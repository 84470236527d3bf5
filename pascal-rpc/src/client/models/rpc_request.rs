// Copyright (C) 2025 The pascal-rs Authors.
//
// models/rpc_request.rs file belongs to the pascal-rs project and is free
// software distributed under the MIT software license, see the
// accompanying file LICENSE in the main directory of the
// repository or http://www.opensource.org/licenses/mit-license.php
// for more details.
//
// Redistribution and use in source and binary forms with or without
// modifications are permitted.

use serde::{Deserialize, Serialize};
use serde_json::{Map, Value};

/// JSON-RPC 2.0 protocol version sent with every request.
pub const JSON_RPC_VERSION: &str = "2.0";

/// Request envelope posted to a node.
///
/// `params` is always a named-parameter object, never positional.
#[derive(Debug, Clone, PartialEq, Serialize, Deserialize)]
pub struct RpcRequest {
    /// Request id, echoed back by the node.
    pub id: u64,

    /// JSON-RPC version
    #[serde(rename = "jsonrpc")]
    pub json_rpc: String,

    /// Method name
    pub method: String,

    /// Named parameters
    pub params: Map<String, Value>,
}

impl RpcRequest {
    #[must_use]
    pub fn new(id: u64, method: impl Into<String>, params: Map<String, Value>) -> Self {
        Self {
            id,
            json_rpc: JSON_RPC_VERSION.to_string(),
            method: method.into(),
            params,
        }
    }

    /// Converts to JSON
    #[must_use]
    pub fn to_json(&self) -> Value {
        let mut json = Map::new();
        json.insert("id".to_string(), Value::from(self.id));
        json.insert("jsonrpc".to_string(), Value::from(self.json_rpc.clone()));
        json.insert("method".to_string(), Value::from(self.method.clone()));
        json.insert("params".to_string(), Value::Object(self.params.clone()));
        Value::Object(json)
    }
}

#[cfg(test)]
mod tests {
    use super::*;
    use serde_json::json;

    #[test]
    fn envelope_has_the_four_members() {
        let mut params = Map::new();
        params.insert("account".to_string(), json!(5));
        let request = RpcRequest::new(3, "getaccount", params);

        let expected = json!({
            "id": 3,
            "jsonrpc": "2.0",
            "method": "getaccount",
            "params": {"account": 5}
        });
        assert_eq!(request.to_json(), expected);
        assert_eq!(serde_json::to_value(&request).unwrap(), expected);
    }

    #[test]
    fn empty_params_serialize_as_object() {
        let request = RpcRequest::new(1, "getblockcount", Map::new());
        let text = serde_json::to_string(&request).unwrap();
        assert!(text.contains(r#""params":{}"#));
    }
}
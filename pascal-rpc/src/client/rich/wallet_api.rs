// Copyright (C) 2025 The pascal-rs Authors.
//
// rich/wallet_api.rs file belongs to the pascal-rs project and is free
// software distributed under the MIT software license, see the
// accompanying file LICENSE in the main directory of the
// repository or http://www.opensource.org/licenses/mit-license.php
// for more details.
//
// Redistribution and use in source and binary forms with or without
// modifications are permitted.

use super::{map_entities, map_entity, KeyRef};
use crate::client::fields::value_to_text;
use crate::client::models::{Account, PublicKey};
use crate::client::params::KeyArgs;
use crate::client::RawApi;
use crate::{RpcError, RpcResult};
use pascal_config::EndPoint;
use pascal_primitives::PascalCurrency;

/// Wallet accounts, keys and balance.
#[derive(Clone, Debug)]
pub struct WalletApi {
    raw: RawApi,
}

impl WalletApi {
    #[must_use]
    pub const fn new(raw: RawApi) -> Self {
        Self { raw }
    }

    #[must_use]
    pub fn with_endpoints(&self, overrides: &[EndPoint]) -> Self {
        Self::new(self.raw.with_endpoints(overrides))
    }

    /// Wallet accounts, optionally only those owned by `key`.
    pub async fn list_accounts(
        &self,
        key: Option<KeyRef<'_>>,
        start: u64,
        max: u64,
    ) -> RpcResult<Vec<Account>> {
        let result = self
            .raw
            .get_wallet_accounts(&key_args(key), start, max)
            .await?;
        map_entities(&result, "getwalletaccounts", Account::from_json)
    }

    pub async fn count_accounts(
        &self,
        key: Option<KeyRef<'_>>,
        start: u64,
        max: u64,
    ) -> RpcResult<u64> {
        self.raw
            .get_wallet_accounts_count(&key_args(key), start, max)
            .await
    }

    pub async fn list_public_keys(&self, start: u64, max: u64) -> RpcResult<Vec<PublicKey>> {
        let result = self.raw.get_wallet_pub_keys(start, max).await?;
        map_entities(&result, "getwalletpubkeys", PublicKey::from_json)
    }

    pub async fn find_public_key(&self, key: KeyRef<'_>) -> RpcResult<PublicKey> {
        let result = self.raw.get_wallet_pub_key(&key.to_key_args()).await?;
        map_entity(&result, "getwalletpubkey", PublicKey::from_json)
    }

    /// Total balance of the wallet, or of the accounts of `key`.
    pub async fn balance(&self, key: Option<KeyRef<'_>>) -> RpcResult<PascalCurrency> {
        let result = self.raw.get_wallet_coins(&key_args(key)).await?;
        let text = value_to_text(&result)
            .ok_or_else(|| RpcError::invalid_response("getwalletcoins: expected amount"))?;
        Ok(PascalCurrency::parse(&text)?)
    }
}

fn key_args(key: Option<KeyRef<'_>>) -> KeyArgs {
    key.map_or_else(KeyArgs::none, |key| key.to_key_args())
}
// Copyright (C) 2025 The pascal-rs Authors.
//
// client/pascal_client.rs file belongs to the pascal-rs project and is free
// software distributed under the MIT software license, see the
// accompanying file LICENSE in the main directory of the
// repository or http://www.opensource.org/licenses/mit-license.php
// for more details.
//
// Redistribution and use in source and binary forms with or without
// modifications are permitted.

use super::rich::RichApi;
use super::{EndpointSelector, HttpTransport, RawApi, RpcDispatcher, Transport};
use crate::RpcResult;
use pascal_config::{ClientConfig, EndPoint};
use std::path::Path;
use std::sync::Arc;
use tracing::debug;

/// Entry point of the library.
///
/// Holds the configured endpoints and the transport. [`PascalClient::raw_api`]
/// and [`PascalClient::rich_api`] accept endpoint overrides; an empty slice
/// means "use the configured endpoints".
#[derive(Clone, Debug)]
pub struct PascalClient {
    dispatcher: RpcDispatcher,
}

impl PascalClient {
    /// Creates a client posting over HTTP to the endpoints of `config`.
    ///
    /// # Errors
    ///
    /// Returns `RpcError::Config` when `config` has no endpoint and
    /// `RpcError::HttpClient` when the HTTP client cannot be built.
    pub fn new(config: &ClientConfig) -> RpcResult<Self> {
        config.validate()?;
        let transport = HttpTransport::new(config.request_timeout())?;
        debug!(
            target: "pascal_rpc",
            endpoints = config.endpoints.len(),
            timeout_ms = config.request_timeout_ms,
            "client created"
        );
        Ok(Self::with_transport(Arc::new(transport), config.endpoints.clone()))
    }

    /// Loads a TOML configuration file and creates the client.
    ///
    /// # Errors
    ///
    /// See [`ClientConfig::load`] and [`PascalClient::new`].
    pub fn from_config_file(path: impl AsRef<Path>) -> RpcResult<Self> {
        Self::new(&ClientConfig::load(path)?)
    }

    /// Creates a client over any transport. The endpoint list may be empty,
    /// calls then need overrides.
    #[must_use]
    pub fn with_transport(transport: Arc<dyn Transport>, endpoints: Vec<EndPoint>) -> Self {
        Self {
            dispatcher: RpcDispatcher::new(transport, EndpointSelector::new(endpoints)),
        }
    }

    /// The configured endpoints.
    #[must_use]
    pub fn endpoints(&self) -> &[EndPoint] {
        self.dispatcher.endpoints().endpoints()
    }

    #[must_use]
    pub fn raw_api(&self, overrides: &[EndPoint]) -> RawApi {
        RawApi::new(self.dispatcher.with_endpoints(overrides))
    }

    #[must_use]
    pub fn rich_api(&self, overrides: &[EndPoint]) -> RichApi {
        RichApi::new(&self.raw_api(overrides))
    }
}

* * * * * * * * *

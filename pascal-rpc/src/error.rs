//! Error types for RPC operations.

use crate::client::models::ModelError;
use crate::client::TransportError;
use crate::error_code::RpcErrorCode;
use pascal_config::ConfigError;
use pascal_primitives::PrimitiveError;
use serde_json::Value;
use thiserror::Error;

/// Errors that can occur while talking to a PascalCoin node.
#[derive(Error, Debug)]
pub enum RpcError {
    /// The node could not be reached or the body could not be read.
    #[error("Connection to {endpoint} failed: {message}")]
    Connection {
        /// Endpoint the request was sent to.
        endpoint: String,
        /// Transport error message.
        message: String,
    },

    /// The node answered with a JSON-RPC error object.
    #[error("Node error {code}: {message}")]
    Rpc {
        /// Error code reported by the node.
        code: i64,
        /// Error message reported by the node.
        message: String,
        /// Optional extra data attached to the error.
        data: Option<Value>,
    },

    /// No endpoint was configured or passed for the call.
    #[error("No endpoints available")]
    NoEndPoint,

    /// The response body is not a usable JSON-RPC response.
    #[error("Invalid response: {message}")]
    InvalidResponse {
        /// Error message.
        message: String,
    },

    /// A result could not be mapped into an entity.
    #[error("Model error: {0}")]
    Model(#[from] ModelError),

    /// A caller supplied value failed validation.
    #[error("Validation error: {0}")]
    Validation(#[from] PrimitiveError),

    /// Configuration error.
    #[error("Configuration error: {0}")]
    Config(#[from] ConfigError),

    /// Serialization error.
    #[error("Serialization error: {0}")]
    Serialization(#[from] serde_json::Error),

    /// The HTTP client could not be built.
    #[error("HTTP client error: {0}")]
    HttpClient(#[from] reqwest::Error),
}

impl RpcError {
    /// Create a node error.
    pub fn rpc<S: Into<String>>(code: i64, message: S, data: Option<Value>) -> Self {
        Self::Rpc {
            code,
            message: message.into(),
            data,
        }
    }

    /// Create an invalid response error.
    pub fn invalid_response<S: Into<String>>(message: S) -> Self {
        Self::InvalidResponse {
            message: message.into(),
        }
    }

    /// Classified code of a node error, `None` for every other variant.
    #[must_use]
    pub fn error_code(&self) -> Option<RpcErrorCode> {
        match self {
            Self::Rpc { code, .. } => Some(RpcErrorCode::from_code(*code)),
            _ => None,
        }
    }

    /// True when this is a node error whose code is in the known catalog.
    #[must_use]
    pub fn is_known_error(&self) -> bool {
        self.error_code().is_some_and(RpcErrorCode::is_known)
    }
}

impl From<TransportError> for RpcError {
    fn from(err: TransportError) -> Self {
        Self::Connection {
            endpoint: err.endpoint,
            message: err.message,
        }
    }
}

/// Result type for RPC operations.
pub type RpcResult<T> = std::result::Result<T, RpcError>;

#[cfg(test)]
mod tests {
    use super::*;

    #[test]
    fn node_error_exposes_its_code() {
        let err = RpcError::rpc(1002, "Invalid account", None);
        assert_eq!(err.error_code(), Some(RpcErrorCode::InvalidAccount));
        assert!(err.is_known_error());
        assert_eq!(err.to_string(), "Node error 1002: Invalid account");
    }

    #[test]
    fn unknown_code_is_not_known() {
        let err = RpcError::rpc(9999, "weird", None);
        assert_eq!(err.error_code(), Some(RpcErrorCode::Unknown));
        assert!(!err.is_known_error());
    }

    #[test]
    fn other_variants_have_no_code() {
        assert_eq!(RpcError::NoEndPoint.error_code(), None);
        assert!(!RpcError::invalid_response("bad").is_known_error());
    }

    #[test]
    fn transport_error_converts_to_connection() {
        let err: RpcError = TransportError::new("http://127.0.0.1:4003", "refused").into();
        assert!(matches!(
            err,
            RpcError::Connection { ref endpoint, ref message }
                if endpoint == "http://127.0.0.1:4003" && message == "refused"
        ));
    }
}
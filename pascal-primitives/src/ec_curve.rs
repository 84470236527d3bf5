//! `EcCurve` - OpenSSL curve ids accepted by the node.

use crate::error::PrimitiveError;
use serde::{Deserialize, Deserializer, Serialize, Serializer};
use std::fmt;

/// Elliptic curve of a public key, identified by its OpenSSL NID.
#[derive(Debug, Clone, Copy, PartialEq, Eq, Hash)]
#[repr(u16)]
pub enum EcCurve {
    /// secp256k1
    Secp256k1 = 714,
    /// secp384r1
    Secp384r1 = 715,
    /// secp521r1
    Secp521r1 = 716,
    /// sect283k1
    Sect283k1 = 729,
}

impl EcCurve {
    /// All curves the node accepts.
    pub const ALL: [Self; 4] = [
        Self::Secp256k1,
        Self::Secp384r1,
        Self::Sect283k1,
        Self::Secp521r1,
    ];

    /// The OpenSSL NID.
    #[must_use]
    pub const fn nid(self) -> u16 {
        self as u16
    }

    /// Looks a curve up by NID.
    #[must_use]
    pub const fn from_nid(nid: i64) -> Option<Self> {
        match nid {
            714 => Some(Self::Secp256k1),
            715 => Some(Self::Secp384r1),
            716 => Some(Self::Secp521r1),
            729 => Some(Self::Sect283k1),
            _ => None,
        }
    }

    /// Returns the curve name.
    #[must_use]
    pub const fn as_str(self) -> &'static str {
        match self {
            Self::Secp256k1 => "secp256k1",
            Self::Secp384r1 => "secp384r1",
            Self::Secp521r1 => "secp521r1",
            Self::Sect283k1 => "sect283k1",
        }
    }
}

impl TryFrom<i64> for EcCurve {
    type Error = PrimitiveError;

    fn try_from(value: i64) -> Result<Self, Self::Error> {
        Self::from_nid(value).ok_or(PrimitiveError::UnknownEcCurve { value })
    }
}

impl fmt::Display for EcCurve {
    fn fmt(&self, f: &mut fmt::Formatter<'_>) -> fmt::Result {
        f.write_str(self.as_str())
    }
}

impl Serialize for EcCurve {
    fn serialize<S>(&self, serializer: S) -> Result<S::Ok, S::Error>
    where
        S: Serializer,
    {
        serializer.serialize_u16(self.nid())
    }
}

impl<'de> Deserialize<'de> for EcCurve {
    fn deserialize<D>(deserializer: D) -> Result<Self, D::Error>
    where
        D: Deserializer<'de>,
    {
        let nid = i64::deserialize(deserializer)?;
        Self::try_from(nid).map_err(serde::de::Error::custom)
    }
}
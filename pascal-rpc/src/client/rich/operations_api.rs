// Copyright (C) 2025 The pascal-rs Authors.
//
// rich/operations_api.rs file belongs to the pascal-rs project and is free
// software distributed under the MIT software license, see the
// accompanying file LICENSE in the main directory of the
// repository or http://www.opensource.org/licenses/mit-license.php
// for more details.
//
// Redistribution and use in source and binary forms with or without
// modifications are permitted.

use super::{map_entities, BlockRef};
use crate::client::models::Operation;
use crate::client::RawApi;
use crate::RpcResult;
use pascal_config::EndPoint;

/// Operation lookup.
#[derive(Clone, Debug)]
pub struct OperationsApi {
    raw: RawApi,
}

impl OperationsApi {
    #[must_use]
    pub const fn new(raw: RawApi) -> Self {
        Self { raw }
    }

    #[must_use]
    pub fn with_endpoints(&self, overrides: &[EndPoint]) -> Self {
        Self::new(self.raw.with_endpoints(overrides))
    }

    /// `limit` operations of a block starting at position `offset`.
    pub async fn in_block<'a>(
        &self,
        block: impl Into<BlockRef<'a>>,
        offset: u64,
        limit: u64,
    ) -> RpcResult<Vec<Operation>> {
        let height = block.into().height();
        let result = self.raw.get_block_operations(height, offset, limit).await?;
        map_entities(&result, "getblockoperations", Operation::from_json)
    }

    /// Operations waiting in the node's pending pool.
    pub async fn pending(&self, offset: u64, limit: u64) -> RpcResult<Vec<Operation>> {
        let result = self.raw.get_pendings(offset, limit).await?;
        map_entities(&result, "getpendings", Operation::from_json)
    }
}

* * * * * * * * *

== WORK TASK ==
Nothing but a number is wanted here: please count the lines in the entries above that include the word "limit".

== WRITTEN SOLUTION ==
5